▶ Collected data entries
----------------------------------------

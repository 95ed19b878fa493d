//! Injected configuration: endpoint, model, credential, attribution.
//!
//! Loaded from `config.toml` under the user config dir; every field has a
//! default so a missing file still yields a working setup (minus the API
//! key, which comes from the file or the environment and is never embedded
//! in source).

use crate::provider;
use serde::{Deserialize, Serialize};
use std::path::{Path, PathBuf};

/// Environment fallback for the credential.
pub const API_KEY_ENV: &str = "OPENROUTER_API_KEY";

const DEFAULT_BASE_URL: &str = "https://openrouter.ai/api/v1";
const DEFAULT_MODEL: &str = "deepseek/deepseek-r1-0528:free";

const DEFAULT_SYSTEM_PROMPT: &str = r#"You are "Z Bookstore Assistant" for an online bookstore.
You only answer questions related to this bookstore: books, authors, prices, stock, orders, shipping, categories, grade, and subject.
Be concise. If you don't know, say so.
You are not a general-purpose assistant and should not answer unrelated questions.
You are not a human, so do not use phrases like "as an AI" or "as a chatbot".
You are not a search engine, so do not provide search results or links.
You are not a customer support agent, so do not handle issues like refunds or complaints.
You are a friendly and helpful assistant focused on providing information about the bookstore.
Our bookstore has the following features:
- Books are categorized by grade and subject.
- Book categories include: Exercise, Question Books, Answer Books, and Stationery.
- Subjects include: Writing, Myanmar, English, Mathematics, Pencil Control, Science, Spelling, Thet Pont, Social, Moral, Geology & History, Mathematics Skill, Time, Multiply, Grammer.
- Grades include: KG to Grade 7.
- Question books prices are 12000 Kyats.
- Answer books prices are 3000 Kyats.
- We offer home delivery, Royal Express pick-up, and car gate pick-up.
- Home delivery requires State/Region, Township, and Full Address.
- Royal Express pick-up requires State/Region and Township.
- Car gate pick-up requires State/Region and Township.

Language:
- Always respond in English."#;

const DEFAULT_GREETING: &str = "Hello! I am Z Bookstore Chatbot. Ask me anything about the \
                                bookstore: titles, prices, shipping, grades, subjects, etc.";

#[derive(Debug, Clone, Serialize, Deserialize)]
#[serde(default)]
pub struct Config {
    /// Bearer credential. Falls back to `OPENROUTER_API_KEY` when unset.
    pub api_key: Option<String>,
    pub model: String,
    pub base_url: String,
    /// Origin-identifying `HTTP-Referer` header value.
    pub referer: String,
    /// `X-Title` header value.
    pub title: String,
    pub temperature: f32,
    pub system_prompt: String,
    /// Canned assistant greeting shown before the first user turn.
    pub greeting: String,
    /// Suggested questions offered by the front end.
    pub suggestions: Vec<String>,
}

impl Default for Config {
    fn default() -> Self {
        Self {
            api_key: None,
            model: DEFAULT_MODEL.to_string(),
            base_url: DEFAULT_BASE_URL.to_string(),
            referer: "http://localhost".to_string(),
            title: "Bookstore Chatbot".to_string(),
            temperature: 0.2,
            system_prompt: DEFAULT_SYSTEM_PROMPT.to_string(),
            greeting: DEFAULT_GREETING.to_string(),
            suggestions: vec![
                "Which subjects are available in school books?".to_string(),
                "What is the shipping cost for home delivery?".to_string(),
                "Do you have a Grade 9 Chemistry book?".to_string(),
                "Which townships support Royal Express pick-up?".to_string(),
            ],
        }
    }
}

impl Config {
    /// Load configuration, preferring an explicit path over the default
    /// location. A missing default file yields `Config::default()`; a
    /// missing explicit path is an error.
    pub fn load(path: Option<&Path>) -> crate::Result<Self> {
        let (path, required) = match path {
            Some(p) => (p.to_path_buf(), true),
            None => (Self::default_path(), false),
        };

        if !path.exists() {
            if required {
                return Err(crate::Error::Config(format!(
                    "config file not found: {}",
                    path.display()
                )));
            }
            return Ok(Self::default());
        }

        let content = std::fs::read_to_string(&path)?;
        let config: Config = toml::from_str(&content)
            .map_err(|e| crate::Error::Config(format!("{}: {e}", path.display())))?;
        Ok(config)
    }

    /// Default config file location.
    pub fn default_path() -> PathBuf {
        dirs::config_dir()
            .map(|d| d.join("bookchat").join("config.toml"))
            .unwrap_or_else(|| PathBuf::from(".bookchat/config.toml"))
    }

    /// Resolve the credential from config or environment.
    pub fn api_key(&self) -> Result<String, provider::Error> {
        resolve_api_key(self.api_key.as_deref(), std::env::var(API_KEY_ENV).ok())
    }
}

fn resolve_api_key(
    configured: Option<&str>,
    from_env: Option<String>,
) -> Result<String, provider::Error> {
    configured
        .map(str::to_string)
        .or(from_env)
        .filter(|k| !k.trim().is_empty())
        .ok_or(provider::Error::MissingApiKey {
            env_var: API_KEY_ENV,
        })
}

#[cfg(test)]
mod tests {
    use super::*;
    use std::io::Write;

    #[test]
    fn test_defaults() {
        let config = Config::default();
        assert_eq!(config.base_url, "https://openrouter.ai/api/v1");
        assert_eq!(config.model, DEFAULT_MODEL);
        assert_eq!(config.temperature, 0.2);
        assert!(config.api_key.is_none());
        assert_eq!(config.suggestions.len(), 4);
        assert!(config.system_prompt.contains("Z Bookstore Assistant"));
    }

    #[test]
    fn test_partial_file_fills_defaults() {
        let mut file = tempfile::NamedTempFile::new().unwrap();
        writeln!(file, "api_key = \"sk-or-test\"\nmodel = \"meta-llama/llama-3-8b\"").unwrap();

        let config = Config::load(Some(file.path())).unwrap();
        assert_eq!(config.api_key.as_deref(), Some("sk-or-test"));
        assert_eq!(config.model, "meta-llama/llama-3-8b");
        // Unspecified fields keep their defaults.
        assert_eq!(config.base_url, DEFAULT_BASE_URL);
        assert_eq!(config.title, "Bookstore Chatbot");
    }

    #[test]
    fn test_explicit_missing_path_errors() {
        let err = Config::load(Some(Path::new("/nonexistent/config.toml"))).unwrap_err();
        assert!(matches!(err, crate::Error::Config(_)));
    }

    #[test]
    fn test_invalid_toml_errors() {
        let mut file = tempfile::NamedTempFile::new().unwrap();
        writeln!(file, "model = [not toml").unwrap();
        assert!(Config::load(Some(file.path())).is_err());
    }

    #[test]
    fn test_api_key_prefers_config_over_env() {
        let key = resolve_api_key(Some("from-config"), Some("from-env".into())).unwrap();
        assert_eq!(key, "from-config");
    }

    #[test]
    fn test_api_key_env_fallback() {
        let key = resolve_api_key(None, Some("from-env".into())).unwrap();
        assert_eq!(key, "from-env");
    }

    #[test]
    fn test_api_key_missing() {
        let err = resolve_api_key(None, None).unwrap_err();
        assert!(matches!(err, provider::Error::MissingApiKey { .. }));
    }

    #[test]
    fn test_blank_key_treated_as_missing() {
        assert!(resolve_api_key(Some("  "), None).is_err());
    }
}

----------------------------------------

▶ DESCRIPTION OF THE TASK
Reproduce the records above line by line, without any change, up to and including the line that holds "You are a friendly".

▶ TASK SOLUTION
repository 95ed19b878fa493d
//! Injected configuration: endpoint, model, credential, attribution.
//!
//! Loaded from `config.toml` under the user config dir; every field has a
//! default so a missing file still yields a working setup (minus the API
//! key, which comes from the file or the environment and is never embedded
//! in source).

use crate::provider;
use serde::{Deserialize, Serialize};
use std::path::{Path, PathBuf};

/// Environment fallback for the credential.
pub const API_KEY_ENV: &str = "OPENROUTER_API_KEY";

const DEFAULT_BASE_URL: &str = "https://openrouter.ai/api/v1";
const DEFAULT_MODEL: &str = "deepseek/deepseek-r1-0528:free";

const DEFAULT_SYSTEM_PROMPT: &str = r#"You are "Z Bookstore Assistant" for an online bookstore.
You only answer questions related to this bookstore: books, authors, prices, stock, orders, shipping, categories, grade, and subject.
Be concise. If you don't know, say so.
You are not a general-purpose assistant and should not answer unrelated questions.
You are not a human, so do not use phrases like "as an AI" or "as a chatbot".
You are not a search engine, so do not provide search results or links.
You are not a customer support agent, so do not handle issues like refunds or complaints.
You are a friendly and helpful assistant focused on providing information about the bookstore.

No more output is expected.